Copper tubing has been the standard for plumbing requiring a certain skill-set for installation. This is a job you can do yourself, but it does require training, practice and specialized tools.
Copper has natural attributes that make it ideal for plumbing. It creates a biostatic atmosphere which prohibits bacteria growth. It also resists corrosion and is unaffected by ultraviolet rays, which allows you to use it outdoors.
Copper does have a few disadvantages. Copper has become expensive, whereas PEX is typically about one third of the cost. It can still corrode based on the pH levels of water, and if you live in a cold climate, frozen water can cause copper pipes to burst. Because of it’s value, copper often gets stolen from empty or abandon properties creating a great expense for the next owner.
PEX (Cross-linked polyethylene) was introduced in the US around 1980 and has become commonplace for re-piping and plumbing repairs.

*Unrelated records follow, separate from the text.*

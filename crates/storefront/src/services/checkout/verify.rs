//! Price and stock verification of submitted lines against live SKUs.

use std::collections::HashMap;

use synclune_core::{Price, SkuId};

use super::request::CheckoutLine;
use crate::error::BusinessError;
use crate::models::product::SkuSnapshot;
use crate::services::stripe::LineItem;

/// A submitted line confirmed against the live SKU.
#[derive(Debug, Clone)]
pub struct VerifiedLine {
    pub sku: SkuSnapshot,
    pub quantity: i32,
}

impl VerifiedLine {
    #[must_use]
    pub fn line_total(&self) -> Price {
        self.sku.price.times(self.quantity)
    }

    /// Payment-provider line built from the snapshot.
    #[must_use]
    pub fn to_line_item(&self) -> LineItem {
        LineItem {
            name: display_name(&self.sku),
            unit_amount: self.sku.price,
            quantity: self.quantity,
            image_url: self.sku.image_url.clone(),
        }
    }
}

fn display_name(sku: &SkuSnapshot) -> String {
    let attributes: Vec<&str> = [&sku.color, &sku.material, &sku.size]
        .into_iter()
        .filter_map(|a| a.as_deref())
        .filter(|a| !a.is_empty())
        .collect();
    if attributes.is_empty() {
        sku.product_title.clone()
    } else {
        format!("{} ({})", sku.product_title, attributes.join(", "))
    }
}

/// Check every line against the live SKUs, in submission order.
///
/// A line is accepted when its SKU exists, is active, belongs to a public
/// product, has enough stock, and is priced exactly as the buyer saw it.
///
/// # Errors
///
/// Returns the `BusinessError` of the first line that fails.
pub fn verify_lines(
    lines: &[CheckoutLine],
    live: &[SkuSnapshot],
) -> Result<Vec<VerifiedLine>, BusinessError> {
    let by_id: HashMap<SkuId, &SkuSnapshot> = live.iter().map(|s| (s.sku_id, s)).collect();

    lines
        .iter()
        .map(|line| {
            let sku = by_id
                .get(&line.sku_id)
                .copied()
                .ok_or_else(|| BusinessError::ProductUnavailable {
                    title: format!("Article n°{}", line.sku_id),
                })?;

            if !sku.is_purchasable() {
                return Err(BusinessError::ProductUnavailable {
                    title: sku.product_title.clone(),
                });
            }
            if sku.inventory < line.quantity {
                return Err(BusinessError::InsufficientStock {
                    title: sku.product_title.clone(),
                    available: sku.inventory.max(0),
                });
            }
            if sku.price != line.unit_price {
                return Err(BusinessError::PriceChanged {
                    title: sku.product_title.clone(),
                });
            }

            Ok(VerifiedLine {
                sku: sku.clone(),
                quantity: line.quantity,
            })
        })
        .collect()
}

/// Sum of the verified lines at live prices.
#[must_use]
pub fn subtotal(lines: &[VerifiedLine]) -> Price {
    lines.iter().map(VerifiedLine::line_total).sum()
}

#[cfg(test)]
#[allow(clippy::unwrap_used)]
mod tests {
    use synclune_core::{ProductId, ProductStatus};

    use super::*;

    fn snapshot(id: i32, price: i64, inventory: i32) -> SkuSnapshot {
        SkuSnapshot {
            sku_id: SkuId::new(id),
            product_id: ProductId::new(10),
            product_title: "Collier Aube".to_string(),
            product_slug: "collier-aube".to_string(),
            product_status: ProductStatus::Public,
            sku_code: format!("CA-{id}"),
            color: Some("Or rose".to_string()),
            material: None,
            size: None,
            price: Price::from_cents(price),
            inventory,
            is_active: true,
            image_url: None,
        }
    }

    fn line(id: i32, quantity: i32, price: i64) -> CheckoutLine {
        CheckoutLine {
            sku_id: SkuId::new(id),
            quantity,
            unit_price: Price::from_cents(price),
        }
    }

    #[test]
    fn test_accepts_matching_lines() {
        let live = vec![snapshot(1, 4_900, 3), snapshot(2, 2_500, 10)];
        let verified = verify_lines(&[line(1, 2, 4_900), line(2, 1, 2_500)], &live).unwrap();
        assert_eq!(verified.len(), 2);
        assert_eq!(subtotal(&verified), Price::from_cents(12_300));
        assert_eq!(verified[0].to_line_item().name, "Collier Aube (Or rose)");
    }

    #[test]
    fn test_rejects_when_cart_price_differs_from_live_price() {
        let live = vec![snapshot(1, 5_200, 3)];
        assert_eq!(
            verify_lines(&[line(1, 1, 4_900)], &live).unwrap_err(),
            BusinessError::PriceChanged {
                title: "Collier Aube".to_string()
            }
        );
    }

    #[test]
    fn test_rejects_insufficient_stock() {
        let live = vec![snapshot(1, 4_900, 1)];
        assert_eq!(
            verify_lines(&[line(1, 2, 4_900)], &live).unwrap_err(),
            BusinessError::InsufficientStock {
                title: "Collier Aube".to_string(),
                available: 1
            }
        );
    }

    #[test]
    fn test_rejects_missing_inactive_or_unpublished() {
        assert!(matches!(
            verify_lines(&[line(9, 1, 100)], &[]),
            Err(BusinessError::ProductUnavailable { .. })
        ));

        let mut inactive = snapshot(1, 4_900, 3);
        inactive.is_active = false;
        assert!(verify_lines(&[line(1, 1, 4_900)], &[inactive]).is_err());

        let mut draft = snapshot(1, 4_900, 3);
        draft.product_status = ProductStatus::Draft;
        assert!(verify_lines(&[line(1, 1, 4_900)], &[draft]).is_err());
    }
}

PEX popularity can be attributed to many factors:
- one third the cost of copper
- resistance to scale and chlorine
- fast installation
- fewer connections and fittings
- PEX is also more efficient as it doesn’t lose heat as rapidly as copper
- resistant to freezing temperatures and bursting
- PEX is color coded based on water temperature
Installing PEX tubing can be done with cinch or crimp rings and a cinch clamp tool or compression or stab-in fittings, either technique is easier and less toxic than sweating copper.